Vlad fait vivre à Tom toutes les aventures d’un héros de roman populaire : il échappe à la mort, séduit la femme du méchant, manque d’être jeté dans une cage avec des ours, fuit en jet aux Bahamas et se retrouve à écrire le récit de ses aventures pour tenter de faire éclater la vérité et sauver sa peau. Contre toute attente, How America Was Made est un succès phénoménal. Mais c’est sans compter sur la paranoïa de Tar, qui pense qu’il s’agit d’un roman à clef mettant à jour ses malversations à l’encontre de Black et destiné à le faire chanter.”
Ouh là, en plus d’une quatrième de couverture très longue, il y aurait beaucoup à dire sur ce roman, agrémenté d’une magnifique couverture à l’ancienne de la collection policière de Gallimard. Ravissant sur la forme, prompt à rassembler les lecteurs les plus anciens de la célèbre vieille dame très respectable qu’est la Série Noire, l’auteur enfonce le clou avec un titre particulièrement vintage. D’accord dans les années 60, mais maintenant qui utilise encore le terme de “rififi” magnifiquement obsolète mais chargé de souvenirs de romans et films noirs d’une époque révolue. En l’associant à Wall Street, “cette Babylone moderne où la valeur d’un homme se juge à la seule aune du fric qu’il rapporte à ses employeurs”, l’auteur retourne à ses obsessions littéraires sur l’argent sale des puissants de ce monde.
Qui est donc ce romancier Vlad Eisinger que nous présente et traduit Antoine Bello, l’auteur reconnu d’ “Ada” entre autres? Tout simplement Antoine Bello lui-même, l’auteur de “Roman Américain”, où apparaissait le personnage de Vlad Eisinger, analyste économique, dans une intrigue qui montrait et dénonçait les dérives d’un capitalisme moderne dur. Les lecteurs habituels du romancier franco-américain auront bien sûr saisi l’astuce, la finesse d’un Bello, qui, comme son héros de papier, avance masqué pour mieux se faire plaisir avec une intrigue policière particulièrement classique mais absolument adorable par son côté décalé véritablement revendiqué.
Véritable hommage et analyse du roman policier d’un certain âge d’or, Bello convoque Truman Capote, Spillane, Hammet, Chandler, Wolfe… et Manchette dont il plagie sans vergogne une tentative de meurtre par noyade tirée de “Le petit bleu de la côte ouest”, pour mieux les imiter, utiliser leurs facilités d’écriture, leurs arrangements avec la réalité et c’est vraiment jouissif.
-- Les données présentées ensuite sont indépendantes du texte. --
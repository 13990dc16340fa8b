//! Process-wide proxy settings.
//!
//! Settings are assembled once at startup, validated, and shared with every
//! request task behind an `Arc`. Nothing here is mutable after startup.

use std::fmt;

use regex::Regex;

use crate::error::{CoreError, Result};

/// Processing mode applied to every intercepted request.
#[derive(Debug, Clone, Copy, Default, PartialEq, Eq)]
pub enum Mode {
    /// Forward traffic upstream and persist each exchange.
    Capture,
    /// Serve responses from the capture store without touching the upstream.
    #[default]
    Virtualize,
    /// Manufacture responses entirely from middleware; no upstream calls.
    Synthesize,
    /// Forward traffic upstream and transform responses through middleware.
    Modify,
}

impl Mode {
    /// Returns the lowercase name used in logs and the admin API.
    pub fn as_str(&self) -> &'static str {
        match self {
            Mode::Capture => "capture",
            Mode::Virtualize => "virtualize",
            Mode::Synthesize => "synthesize",
            Mode::Modify => "modify",
        }
    }
}

impl fmt::Display for Mode {
    fn fmt(&self, f: &mut fmt::Formatter<'_>) -> fmt::Result {
        f.write_str(self.as_str())
    }
}

/// Immutable runtime configuration consumed by the engine and the frontend.
#[derive(Debug, Clone)]
pub struct Settings {
    /// Active processing mode.
    pub mode: Mode,
    /// Hosts matching this pattern are decrypted on CONNECT.
    pub destination: Regex,
    /// Path to the middleware executable, if any.
    pub middleware: Option<String>,
    /// Upstream host override applied to every request when set.
    pub endpoint: Option<String>,
    /// Whether per-request debug logging is enabled.
    pub verbose: bool,
}

impl Settings {
    /// Validates and assembles the runtime settings.
    ///
    /// Synthesize and Modify cannot operate without middleware, and the
    /// destination pattern must compile; either problem is fatal at startup.
    pub fn new(
        mode: Mode,
        destination: &str,
        middleware: Option<String>,
        endpoint: Option<String>,
        verbose: bool,
    ) -> Result<Self> {
        let destination = Regex::new(destination)
            .map_err(|e| CoreError::Config(format!("invalid destination pattern: {e}")))?;

        let middleware = middleware.filter(|cmd| !cmd.is_empty());
        if middleware.is_none() && matches!(mode, Mode::Synthesize | Mode::Modify) {
            return Err(CoreError::Config(format!(
                "{mode} mode requires a middleware command"
            )));
        }

        Ok(Self {
            mode,
            destination,
            middleware,
            endpoint: endpoint.filter(|e| !e.is_empty()),
            verbose,
        })
    }
}

#[cfg(test)]
mod tests {
    use super::*;

    #[test]
    fn default_mode_is_virtualize() {
        assert_eq!(Mode::default(), Mode::Virtualize);
    }

    #[test]
    fn mode_names() {
        assert_eq!(Mode::Capture.as_str(), "capture");
        assert_eq!(Mode::Virtualize.to_string(), "virtualize");
        assert_eq!(Mode::Synthesize.as_str(), "synthesize");
        assert_eq!(Mode::Modify.as_str(), "modify");
    }

    #[test]
    fn settings_accepts_capture_without_middleware() {
        let settings = Settings::new(Mode::Capture, ".", None, None, false).unwrap();
        assert_eq!(settings.mode, Mode::Capture);
        assert!(settings.middleware.is_none());
    }

    #[test]
    fn settings_rejects_synthesize_without_middleware() {
        let err = Settings::new(Mode::Synthesize, ".", None, None, false).unwrap_err();
        assert!(err.to_string().contains("middleware"));
    }

    #[test]
    fn settings_rejects_modify_with_empty_middleware() {
        let err =
            Settings::new(Mode::Modify, ".", Some(String::new()), None, false).unwrap_err();
        assert!(err.to_string().contains("middleware"));
    }

    #[test]
    fn settings_rejects_bad_destination_pattern() {
        let err = Settings::new(Mode::Virtualize, "(", None, None, false).unwrap_err();
        assert!(err.to_string().contains("destination"));
    }

    #[test]
    fn settings_normalizes_empty_endpoint() {
        let settings =
            Settings::new(Mode::Virtualize, ".", None, Some(String::new()), false).unwrap();
        assert!(settings.endpoint.is_none());
    }

    #[test]
    fn settings_matches_destination_hosts() {
        let settings = Settings::new(Mode::Virtualize, "api\\.test", None, None, false).unwrap();
        assert!(settings.destination.is_match("api.test"));
        assert!(!settings.destination.is_match("other.example"));
    }
}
Finement grossier, intelligemment naïf, “du rififi à Wall Street” est une adorable fantaisie policière que goûteront tous les lecteurs qui on déjà dévoré ces grands maîtres.
Alors, appâtés par un titre qui sonne très bien la série B des années 50, 60, les amateurs de romans vite torchés, hard boiled et offrant un plaisir brut immédiat resteront peut-être au bord de la route. Mais les autres, les curieux seront très vite emportés par cette parodie, par cette analyse et cette utilisation caricaturale des ressorts littéraires du polar. Il faudrait vraiment être dans de mauvaises dispositions pour ne pas être rapidement gagné par le plaisir évident qu’a eu Antoine Bello à écrire ce roman et à se “moquer” de ses illustres prédécesseurs. Une fois entré dans cette histoire qui s’emboîte dans une autre (pour rester très, très simple car parfois et vous le constaterez on est dans la haute-voltige littéraire) , il est très difficile de se départir du sourire, quand l’auteur vous parle de ses difficultés d’écriture, de la liberté de ses personnages lui échappant, des ficelles qu’il emploie, de ses arrangement avec la vérité, de l’écriture de scènes de cul…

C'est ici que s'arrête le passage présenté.